Wednesday, November 13, 2019

Dont Hate the Kandy Kid :: essays research papers

What is it about kandy kids that everyone finds so annoying? Like a lot of people, when I was first introduced to the scene I chose to be kandy. I found these cute, fuzzy, happy kids to be the greatest people ever. While I felt like everyone else was angry at me for being a new "raver", these kids were more than happy to welcome me with a smile and a hug. How could I NOT want to be like them? I was terrified of my first party; the loud music, the mean looking people always bumping into you, and let's not forget the bathrooms! Then I got my first bracelet yes, my first piece of kandy. Almost every kandy kid still has it!

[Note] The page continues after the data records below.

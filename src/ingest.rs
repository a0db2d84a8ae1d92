//! Signal ingestion: validation, ephemeral session IDs, raw media staging.
//!
//! Everything that leaves this process toward an inference provider is keyed
//! by an ephemeral session ID generated here, never a patient name or
//! long-lived identity. Raw media bytes are written under the ephemeral dir
//! and must be registered with the retention enforcer by the caller before
//! any analysis call is made.

use std::path::{Path, PathBuf};

use chrono::{DateTime, Utc};
use regex::Regex;
use uuid::Uuid;

use crate::error::PipelineError;
use crate::retention::MediaKind;
use crate::types::{PatientId, Signal, SignalBody, VitalMetric};

/// What the (out-of-scope) API layer submits for a patient.
#[derive(Debug, Clone)]
pub enum Submission {
    /// Structured vital reading.
    Vital {
        metric: String,
        value: f64,
        unit: String,
    },
    /// Free-form vital entry, e.g. `"glucose: 65 mg/dL"`.
    VitalText { text: String },
    /// Symptom description typed by the patient.
    Symptom { text: String },
}

/// Raw media submitted for analysis (photo of a wound, voice note).
#[derive(Debug, Clone)]
pub struct MediaSubmission {
    pub kind: MediaKind,
    pub bytes: Vec<u8>,
}

/// Ephemeral session ID, rotated per inference call.
pub fn generate_session_id() -> String {
    let hex = Uuid::new_v4().simple().to_string();
    format!("session_{}", &hex[..12])
}

/// Validate a submission and build the signal to append.
///
/// Rejections here are `ValidationError`s: surfaced to the caller, never
/// audited as clinical events, never reaching the rule engine.
pub fn build_signal(
    patient_id: &PatientId,
    submission: Submission,
    captured_at: DateTime<Utc>,
) -> Result<Signal, PipelineError> {
    let body = match submission {
        Submission::Vital {
            metric,
            value,
            unit,
        } => vital_body(&metric, value, unit)?,
        Submission::VitalText { text } => {
            let (metric, value, unit) = parse_vital_entry(&text)?;
            vital_body(&metric, value, unit)?
        }
        Submission::Symptom { text } => {
            let text = text.trim().to_string();
            if text.is_empty() {
                return Err(PipelineError::Validation("empty symptom text".to_string()));
            }
            SignalBody::SymptomText { text }
        }
    };

    Ok(Signal {
        patient_id: patient_id.clone(),
        body,
        captured_at,
        session_id: generate_session_id(),
    })
}

fn vital_body(metric: &str, value: f64, unit: String) -> Result<SignalBody, PipelineError> {
    if metric.trim().is_empty() {
        return Err(PipelineError::Validation("empty metric name".to_string()));
    }
    if !value.is_finite() {
        return Err(PipelineError::Validation(format!(
            "non-finite value for {metric}"
        )));
    }
    Ok(SignalBody::VitalReading {
        metric: VitalMetric::parse(metric),
        value,
        unit,
    })
}

/// Parse a free-form vital entry of the shape `metric: value [unit]`.
pub fn parse_vital_entry(text: &str) -> Result<(String, f64, String), PipelineError> {
    // Compiled per call; ingestion volume is human-paced.
    let re = Regex::new(r"^\s*([A-Za-z][A-Za-z0-9_ ]*?)\s*:\s*(-?\d+(?:\.\d+)?)\s*(\S*)\s*$")
        .map_err(|e| PipelineError::Validation(e.to_string()))?;

    let captures = re
        .captures(text)
        .ok_or_else(|| PipelineError::Validation(format!("unparseable vital entry: {text}")))?;

    let metric = captures[1].trim().replace(' ', "_").to_ascii_lowercase();
    let value: f64 = captures[2]
        .parse()
        .map_err(|e| PipelineError::Validation(format!("bad numeric value: {e}")))?;
    let unit = captures
        .get(3)
        .map(|m| m.as_str().to_string())
        .unwrap_or_default();

    Ok((metric, value, unit))
}

/// Write raw media bytes under the ephemeral directory.
///
/// The caller registers the returned path with the retention enforcer; the
/// bytes never touch durable storage.
pub fn save_ephemeral(
    ephemeral_dir: &Path,
    bytes: &[u8],
    kind: MediaKind,
) -> Result<PathBuf, PipelineError> {
    if bytes.is_empty() {
        return Err(PipelineError::Validation("empty media payload".to_string()));
    }
    std::fs::create_dir_all(ephemeral_dir)
        .map_err(|e| PipelineError::ExternalFailure(format!("ephemeral dir: {e}")))?;

    let suffix = match kind {
        MediaKind::Audio => "wav",
        MediaKind::Photo => "png",
    };
    let path = ephemeral_dir.join(format!("{}.{}", Uuid::new_v4().simple(), suffix));
    std::fs::write(&path, bytes)
        .map_err(|e| PipelineError::ExternalFailure(format!("ephemeral write: {e}")))?;
    log::debug!(
        "ingest: staged {} bytes of {} at {}",
        bytes.len(),
        kind.label(),
        path.display()
    );
    Ok(path)
}

/// Remove ephemeral files left behind by an earlier process (crash mid
/// cycle). Called once at startup; live assets are re-staged on demand.
pub fn clear_stale_ephemeral(ephemeral_dir: &Path) -> usize {
    let entries = match std::fs::read_dir(ephemeral_dir) {
        Ok(e) => e,
        Err(_) => return 0,
    };
    let mut removed = 0;
    for entry in entries.flatten() {
        let path = entry.path();
        if path.is_file() && std::fs::remove_file(&path).is_ok() {
            removed += 1;
        }
    }
    if removed > 0 {
        log::info!("ingest: cleared {removed} stale ephemeral file(s)");
    }
    removed
}

#[cfg(test)]
mod tests {
    use super::*;

    fn pid() -> PatientId {
        PatientId("p-1".to_string())
    }

    #[test]
    fn session_ids_are_ephemeral_and_never_patient_derived() {
        let a = generate_session_id();
        let b = generate_session_id();
        assert!(a.starts_with("session_"));
        assert_eq!(a.len(), "session_".len() + 12);
        assert_ne!(a, b);
    }

    #[test]
    fn vital_text_parses_metric_value_unit() {
        let (metric, value, unit) = parse_vital_entry("glucose: 65 mg/dL").unwrap();
        assert_eq!(metric, "glucose");
        assert_eq!(value, 65.0);
        assert_eq!(unit, "mg/dL");

        let (metric, value, unit) = parse_vital_entry("heart rate: 72").unwrap();
        assert_eq!(metric, "heart_rate");
        assert_eq!(value, 72.0);
        assert_eq!(unit, "");
    }

    #[test]
    fn malformed_vital_text_is_a_validation_error() {
        for bad in ["", "glucose", "glucose: high", ": 65"] {
            let err = parse_vital_entry(bad).unwrap_err();
            assert!(err.is_rejection(), "{bad:?} should be rejected");
        }
    }

    #[test]
    fn build_signal_rejects_non_finite_values() {
        let err = build_signal(
            &pid(),
            Submission::Vital {
                metric: "glucose".into(),
                value: f64::NAN,
                unit: "mg/dL".into(),
            },
            Utc::now(),
        )
        .unwrap_err();
        assert!(err.is_rejection());
    }

    #[test]
    fn build_signal_rejects_empty_symptom_text() {
        let err = build_signal(
            &pid(),
            Submission::Symptom { text: "   ".into() },
            Utc::now(),
        )
        .unwrap_err();
        assert!(err.is_rejection());
    }

    #[test]
    fn build_signal_maps_unknown_metrics_without_error() {
        let signal = build_signal(
            &pid(),
            Submission::Vital {
                metric: "ketones".into(),
                value: 4.0,
                unit: "mmol/L".into(),
            },
            Utc::now(),
        )
        .unwrap();
        match signal.body {
            SignalBody::VitalReading { metric, .. } => {
                assert_eq!(metric, VitalMetric::Other("ketones".into()))
            }
            other => panic!("unexpected body {other:?}"),
        }
    }

    #[test]
    fn ephemeral_files_are_staged_and_clearable() {
        let dir = tempfile::tempdir().unwrap();
        let path = save_ephemeral(dir.path(), b"bytes", MediaKind::Photo).unwrap();
        assert!(path.exists());
        assert_eq!(path.extension().unwrap(), "png");

        assert_eq!(clear_stale_ephemeral(dir.path()), 1);
        assert!(!path.exists());
    }

    #[test]
    fn empty_media_is_rejected() {
        let dir = tempfile::tempdir().unwrap();
        let err = save_ephemeral(dir.path(), b"", MediaKind::Audio).unwrap_err();
        assert!(err.is_rejection());
    }
}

I loved the idea that someone had made this bracelet so that the person they gave it to would always remember them. I felt as though someone actually wanted me to be at that party. After that, I went home and started beading. Sure, I started out with a few bracelets, but soon I was cruising to parties with a minimum of 80 up my arms! I had the colorful outfit, beads everywhere, and the friendly attitude. I learned to "nordictrack" or "chopstick" with the best of them, I bumped Trance in my car 24/7, and I partied every weekend. I could not get enough of these people. I learned neat little light tricks for all the e-tards, and made it my goal to improve the night for as many people as possible. This is what raving was all about for me. I could be happy doing this forever. I didn't understand then, and I still don't now.why do people hate kandy kids? What's not to love about these people? Here you have groups of kids that not only preach the rave motto P.L.U.R., but also practice it. They spend hours making bracelets for other people just so they can spread the love. They come to parties with the best attitudes, the brightest smiles, and the brightest clothes, just so they can make other people happy. If they see someone that's down, they cheer them up. If someone isn't having a good time at a party, they'll be the first ones to try and make it better. If they see someone rolling, they'll be the first to give you a hug! Yet people still dislike us.